# Looking for a rescue in North Texas



## Madison's Mom (Dec 26, 2007)

I have some very good friends who are looking for a rescue Maltese, preferably female, in the North Texas area. Anyone know of one available?


----------



## Snowbody (Jan 3, 2009)

I see that Northcentral Maltese Rescue has a little girl fostering in Scottsdale, AZ. Would they be willing to go there? I know the girl would be well vetted and well taken care of if it's from NCMR. Little Betty sounds adorable.
Adopt Maltese Rescue

What is the closest city to them in Texas?


----------



## Madison's Mom (Dec 26, 2007)

Snowbody said:


> What is the closest city to them in Texas?
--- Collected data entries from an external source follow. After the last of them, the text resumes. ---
use std::collections::BTreeSet;

use crate::models::Product;

/// Products picked for export in the current browser session.
///
/// Lives only in memory: a page reload starts an empty selection, and
/// nothing here is ever persisted.
#[derive(Debug, Default)]
pub struct Session {
    selected: BTreeSet<i64>,
}

impl Session {
    #[must_use]
    pub fn new() -> Self {
        Self::default()
    }

    /// Flip the selection for one product; returns whether it is selected
    /// afterwards.
    pub fn toggle(&mut self, woo_id: i64) -> bool {
        if self.selected.remove(&woo_id) {
            false
        } else {
            self.selected.insert(woo_id);
            true
        }
    }

    #[must_use]
    pub fn is_selected(&self, woo_id: i64) -> bool {
        self.selected.contains(&woo_id)
    }

    #[must_use]
    pub fn is_empty(&self) -> bool {
        self.selected.is_empty()
    }

    #[must_use]
    pub fn len(&self) -> usize {
        self.selected.len()
    }

    pub fn clear(&mut self) {
        self.selected.clear();
    }

    #[must_use]
    pub fn ids(&self) -> Vec<i64> {
        self.selected.iter().copied().collect()
    }

    /// The selected subset of `products`, preserving the list's order.
    #[must_use]
    pub fn selected_from<'a>(&self, products: &'a [Product]) -> Vec<&'a Product> {
        products
            .iter()
            .filter(|p| self.selected.contains(&p.woo_id))
            .collect()
    }
}

/// Compensating action recorded before an optimistic price edit.
///
/// The UI applies the new price to its in-memory list immediately, then
/// writes through to the store; when the write fails, `revert` restores the
/// recorded previous value without reloading the whole list.
#[derive(Debug, Clone, PartialEq)]
pub struct PriceEdit {
    pub woo_id: i64,
    pub previous: Option<f64>,
}

impl PriceEdit {
    pub fn revert(&self, products: &mut [Product]) {
        if let Some(p) = products.iter_mut().find(|p| p.woo_id == self.woo_id) {
            p.catalog_price = self.previous;
        }
    }
}

/// Optimistically set `catalog_price` on the in-memory list, returning the
/// compensating action. `None` when the product is not in the list.
pub fn apply_price_edit(
    products: &mut [Product],
    woo_id: i64,
    price: Option<f64>,
) -> Option<PriceEdit> {
    let product = products.iter_mut().find(|p| p.woo_id == woo_id)?;
    let edit = PriceEdit {
        woo_id,
        previous: product.catalog_price,
    };
    product.catalog_price = price;
    Some(edit)
}
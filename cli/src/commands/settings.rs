use anyhow::Result;
use serde_json::json;

use catalogo_core::models::CompanySettings;
use catalogo_core::service::CatalogService;

pub(crate) struct SettingsUpdate {
    pub company: Option<String>,
    pub logo_url: Option<String>,
    pub phone: Option<String>,
    pub email: Option<String>,
    pub base_url: Option<String>,
    pub api_key: Option<String>,
    pub api_secret: Option<String>,
}

pub(crate) fn cmd_settings_show(service: &CatalogService, json: bool) -> Result<()> {
    let Some(settings) = service.get_settings()? else {
        if json {
            println!("null");
        } else {
            println!("No settings yet. Run 'catalogo settings set' first.");
        }
        return Ok(());
    };

    if json {
        println!(
            "{}",
            serde_json::to_string_pretty(&json!({
                "company_name": settings.company_name,
                "logo_url": settings.logo_url,
                "contact_phone": settings.contact_phone,
                "contact_email": settings.contact_email,
                "store_base_url": settings.store_base_url,
                "store_api_key": redact(&settings.store_api_key),
                "store_api_secret": redact(&settings.store_api_secret),
            }))?
        );
        return Ok(());
    }

    println!("Company:     {}", settings.company_name);
    println!("Logo URL:    {}", settings.logo_url.as_deref().unwrap_or("-"));
    println!(
        "Phone:       {}",
        settings.contact_phone.as_deref().unwrap_or("-")
    );
    println!(
        "Email:       {}",
        settings.contact_email.as_deref().unwrap_or("-")
    );
    println!("Store URL:   {}", blank_dash(&settings.store_base_url));
    println!("API key:     {}", redact(&settings.store_api_key));
    println!("API secret:  {}", redact(&settings.store_api_secret));
    Ok(())
}

pub(crate) fn cmd_settings_set(
    service: &CatalogService,
    update: &SettingsUpdate,
    json: bool,
) -> Result<()> {
    // Merge over what is already stored; unset flags keep their value.
    let current = service.get_settings()?.unwrap_or(CompanySettings {
        company_name: String::new(),
        logo_url: None,
        contact_phone: None,
        contact_email: None,
        store_base_url: String::new(),
        store_api_key: String::new(),
        store_api_secret: String::new(),
    });

    let merged = CompanySettings {
        company_name: update
            .company
            .clone()
            .unwrap_or(current.company_name),
        logo_url: merge_optional(update.logo_url.as_deref(), current.logo_url),
        contact_phone: merge_optional(update.phone.as_deref(), current.contact_phone),
        contact_email: merge_optional(update.email.as_deref(), current.contact_email),
        store_base_url: update
            .base_url
            .clone()
            .unwrap_or(current.store_base_url),
        store_api_key: update.api_key.clone().unwrap_or(current.store_api_key),
        store_api_secret: update
            .api_secret
            .clone()
            .unwrap_or(current.store_api_secret),
    };

    service.save_settings(&merged)?;

    if json {
        println!("{}", serde_json::to_string_pretty(&json!({"saved": true}))?);
    } else {
        println!("Settings saved.");
        if merged.credentials().is_none() {
            println!("Store connection is incomplete; sync needs URL, key and secret.");
        }
    }
    Ok(())
}

/// New value wins; an explicit empty string clears the field.
fn merge_optional(new: Option<&str>, current: Option<String>) -> Option<String> {
    match new {
        Some("") => None,
        Some(v) => Some(v.to_string()),
        None => current,
    }
}

fn blank_dash(s: &str) -> &str {
    if s.trim().is_empty() { "-" } else { s }
}

fn redact(secret: &str) -> String {
    let s = secret.trim();
    if s.is_empty() {
        return "-".to_string();
    }
    if s.len() <= 8 || !s.is_ascii() {
        return "****".to_string();
    }
    format!("{}...{}", &s[..4], &s[s.len() - 4..])
}

#[cfg(test)]
mod tests {
    use super::*;

    #[test]
    fn test_redact_short_secret() {
        assert_eq!(redact("abc"), "****");
        assert_eq!(redact(""), "-");
    }

    #[test]
    fn test_redact_long_secret_keeps_edges() {
        assert_eq!(redact("ck_0123456789abcdef"), "ck_0...cdef");
    }

    #[test]
    fn test_merge_optional_empty_string_clears() {
        assert_eq!(merge_optional(Some(""), Some("old".to_string())), None);
        assert_eq!(
            merge_optional(None, Some("old".to_string())),
            Some("old".to_string())
        );
        assert_eq!(
            merge_optional(Some("new"), Some("old".to_string())),
            Some("new".to_string())
        );
    }
}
They are in the Dallas - Fort Worth area. Thanks, Susan!


----------



## Snowbody (Jan 3, 2009)

There are lots of cuties (two sisters Molly and Millie in fact but are going separately) in Petfinder in Dallas area and seems like NCMR does foster down there too so they might have one not on their site. Here's the link to Petfinder for them: Pet Search Results: Adoptable Maltese Dog Pets in Dallas, TX: Petfinder


----------



## StevieB (Feb 2, 2012)

Check out Big Dog Rescue in Austin - They have a puppy mill rescue that just had two pups. They are probably spoken for but the mom is so cute and may be available. And who knows, maybe the pups too! You're a week too late, I knew of a 1 yo female in Houston that needed to be rehomed!


----------



## Madison's Mom (Dec 26, 2007)

Thank you ladies - you are amazing! I am juggling a bunch of different hats at work and just haven't had time to do a search. 

Our friends lost their Chi rescue after a valiant battle against the heartworms he had when they rescued him. They want to open their home to another as soon as possible. I guarantee you this pup will be SUPER SPOILED. They own their business and their fluff goes to the office with them every day!


----------



## fran (Dec 22, 2011)

There is a Maltese Rescue in Oklahoma City also
Fran


----------